- Exercise brief:
Your job with the data below: print everything from the line that holds "(StepStatus::Completed, false) =>" down to the line that holds "if let Some(message)", ends included, exactly, and nothing else.

- Records supplied:

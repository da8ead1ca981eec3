use artiflow_core::api::{
    AppConfig, CliError, ProgressBackend, ProgressManager, ProgressStore, ProgressView,
    SessionStatus, StepStatus,
};

use crate::commands::cli::{StatusArgs, StatusFormat};

fn step_icon(status: StepStatus, ascii: bool) -> &'static str {
    match (status, ascii) {
        (StepStatus::Pending, true) => "[ ]",
        (StepStatus::InProgress, true) => "[~]",
        (StepStatus::Completed, true) => "[ok]",
        (StepStatus::Failed, true) => "[x]",
        (StepStatus::Pending, false) => "⏳",
        (StepStatus::InProgress, false) => "🔄",
        (StepStatus::Completed, false) => "✅",
        (StepStatus::Failed, false) => "❌",
    }
}

pub fn format_view(view: &ProgressView, ascii: bool) -> String {
    let mut out = format!(
        "session {} {} (step {}/{})",
        view.session_id, view.overall_status, view.current_step, view.total_steps
    );
    if let Some(started) = view.started_at {
        out.push_str(&format!(", started {}", started.to_rfc3339()));
    }
    for step in &view.steps {
        out.push_str(&format!(
            "\n  {} {}. {} [{}]",
            step_icon(step.status, ascii),
            step.step,
            step.name,
            step.status
        ));
        if let Some(message) = &step.message {
            out.push_str(&format!(" {message}"));
        }
        if let Some(error) = &step.error {
            out.push_str(&format!("\n      error: {error}"));
        }
        for warning in step.warnings.iter().flatten() {
            out.push_str(&format!("\n      warning: {warning}"));
        }
    }
    if let Some(error) = &view.error {
        out.push_str(&format!("\nerror: {error}"));
    }
    out
}

/// `artiflow status`: 1 when the session failed, 0 otherwise.
pub async fn status_cmd(args: StatusArgs, cfg: AppConfig) -> Result<i32, CliError> {
    if cfg.progress.backend == ProgressBackend::Memory {
        tracing::warn!("progress backend is 'memory'; sessions from other processes are not visible");
    }
    let store = ProgressManager::from_config(&cfg.progress)?;
    let view = store.view(&args.session_id).await?;

    match args.format {
        StatusFormat::Json => {
            let body = serde_json::to_string_pretty(&view)
                .map_err(|e| CliError::Command(format!("failed to encode progress: {e}")))?;
            println!("{body}");
        }
        StatusFormat::Text => println!("{}", format_view(&view, cfg.output.ascii_only)),
    }

    Ok(match view.overall_status {
        SessionStatus::Failed => 1,
        _ => 0,
    })
}

#[cfg(test)]
mod tests {
    use super::*;
    use artiflow_core::api::{ProgressConfig, ProgressError};

    #[tokio::test]
    async fn reads_snapshot_written_by_another_store() {
        let dir = tempfile::tempdir().unwrap();
        let progress = ProgressConfig {
            backend: ProgressBackend::File,
            directory: Some(dir.path().to_string_lossy().to_string()),
            ..ProgressConfig::default()
        };

        let writer = ProgressManager::from_config(&progress).unwrap();
        let names = vec!["draft".to_string(), "publish".to_string()];
        writer.initialize("s-1", &names, false).await.unwrap();
        writer.start_step("s-1", 1, Some("drafting".into())).await.unwrap();
        writer.fail_step("s-1", 1, "boom".into()).await.unwrap();

        let mut cfg = AppConfig::default();
        cfg.progress = progress;
        cfg.output.ascii_only = true;
        let code = status_cmd(
            StatusArgs {
                session_id: "s-1".into(),
                format: StatusFormat::Text,
            },
            cfg.clone(),
        )
        .await
        .unwrap();
        assert_eq!(code, 1);

        let missing = status_cmd(
            StatusArgs {
                session_id: "nope".into(),
                format: StatusFormat::Json,
            },
            cfg,
        )
        .await;
        assert!(matches!(
            missing,
            Err(CliError::Progress(ProgressError::SessionNotFound(_)))
        ));
    }

    #[tokio::test]
    async fn text_view_lists_steps() {
        let store = ProgressManager::new();
        let names = vec!["draft".to_string(), "publish".to_string()];
        store.initialize("s-2", &names, false).await.unwrap();
        store.start_step("s-2", 1, Some("drafting".into())).await.unwrap();
        store.add_step_warning("s-2", 1, "cover defaulted".into()).await.unwrap();

        let text = format_view(&store.view("s-2").await.unwrap(), true);
        assert!(text.starts_with("session s-2 in_progress (step 1/2)"));
        assert!(text.contains("[~] 1. draft [in_progress] drafting"));
        assert!(text.contains("warning: cover defaulted"));
        assert!(text.contains("[ ] 2. publish [pending]"));
    }
}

- Result of the exercise:
        (StepStatus::Completed, false) => "✅",
        (StepStatus::Failed, false) => "❌",
    }
}

pub fn format_view(view: &ProgressView, ascii: bool) -> String {
    let mut out = format!(
        "session {} {} (step {}/{})",
        view.session_id, view.overall_status, view.current_step, view.total_steps
    );
    if let Some(started) = view.started_at {
        out.push_str(&format!(", started {}", started.to_rfc3339()));
    }
    for step in &view.steps {
        out.push_str(&format!(
            "\n  {} {}. {} [{}]",
            step_icon(step.status, ascii),
            step.step,
            step.name,
            step.status
        ));
        if let Some(message) = &step.message {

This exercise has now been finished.